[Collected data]
*** Block opens ***
mod claims;

pub use claims::{Claims, ClaimsBuilder};
use std::str::FromStr;

use serde::{Deserialize, Serialize};
use uuid::Uuid;

/// Kind of row change.
#[derive(Debug, Clone, Copy, PartialEq, Eq, Serialize, Deserialize)]
#[serde(rename_all = "UPPERCASE")]
pub enum ChangeOperation {
    Insert,
    Update,
    Delete,
}

impl FromStr for ChangeOperation {
    type Err = ();

    fn from_str(s: &str) -> Result<Self, Self::Err> {
        match s.to_ascii_uppercase().as_str() {
            "INSERT" => Ok(ChangeOperation::Insert),
            "UPDATE" => Ok(ChangeOperation::Update),
            "DELETE" => Ok(ChangeOperation::Delete),
            _ => Err(()),
        }
    }
}

/// A row change published by the database trigger.
///
/// Payload format: `table:OPERATION:row_id[:owner_id[:ticket_id]]`, where
/// `owner_id` is the notification recipient or ticket creator and
/// `ticket_id` the ticket a comment, vote or attachment belongs to. Empty
/// segments mean "not applicable".
#[derive(Debug, Clone, PartialEq, Eq, Serialize, Deserialize)]
pub struct Change {
    pub table: String,
    pub operation: ChangeOperation,
    pub row_id: Option<Uuid>,
    pub owner_id: Option<Uuid>,
    pub ticket_id: Option<Uuid>,
}

fn segment(parts: &[&str], index: usize) -> Option<Uuid> {
    parts
        .get(index)
        .filter(|s| !s.is_empty())
        .and_then(|s| Uuid::parse_str(s).ok())
}

impl Change {
    pub fn new(table: impl Into<String>, operation: ChangeOperation) -> Self {
        Self {
            table: table.into(),
            operation,
            row_id: None,
            owner_id: None,
            ticket_id: None,
        }
    }

    pub fn with_row_id(mut self, id: Uuid) -> Self {
        self.row_id = Some(id);
        self
    }

    pub fn with_owner(mut self, id: Uuid) -> Self {
        self.owner_id = Some(id);
        self
    }

    pub fn with_ticket(mut self, id: Uuid) -> Self {
        self.ticket_id = Some(id);
        self
    }

    /// Parse a trigger payload. Returns `None` for anything malformed.
    pub fn parse(payload: &str) -> Option<Self> {
        let parts: Vec<&str> = payload.split(':').collect();
        if parts.len() < 2 || parts[0].is_empty() {
            return None;
        }
        let operation = parts[1].parse().ok()?;

        Some(Self {
            table: parts[0].to_string(),
            operation,
            row_id: segment(&parts, 2),
            owner_id: segment(&parts, 3),
            ticket_id: segment(&parts, 4),
        })
    }
}

#[cfg(test)]
mod tests {
    use super::*;

    #[test]
    fn test_parse_full_payload() {
        let row = Uuid::new_v4();
        let owner = Uuid::new_v4();
        let ticket = Uuid::new_v4();
        let change =
            Change::parse(&format!("ticket_comments:INSERT:{}:{}:{}", row, owner, ticket)).unwrap();
        assert_eq!(change.table, "ticket_comments");
        assert_eq!(change.operation, ChangeOperation::Insert);
        assert_eq!(change.row_id, Some(row));
        assert_eq!(change.owner_id, Some(owner));
        assert_eq!(change.ticket_id, Some(ticket));
    }

    #[test]
    fn test_parse_empty_segments() {
        let row = Uuid::new_v4();
        let change = Change::parse(&format!("categories:delete:{}::", row)).unwrap();
        assert_eq!(change.operation, ChangeOperation::Delete);
        assert_eq!(change.owner_id, None);
        assert_eq!(change.ticket_id, None);
    }

    #[test]
    fn test_parse_invalid() {
        assert!(Change::parse("invalid").is_none());
        assert!(Change::parse("tickets:UPSERT:x").is_none());
        assert!(Change::parse(":INSERT").is_none());
    }

    #[test]
    fn test_operation_wire_format() {
        assert_eq!(
            serde_json::to_value(ChangeOperation::Update).unwrap(),
            serde_json::json!("UPDATE")
        );
    }
}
*** Block closes ***
**Instructions for the task**
This task asks for the number of lines above that include the string "trigger". Respond with that number only.

**Worked solution**
2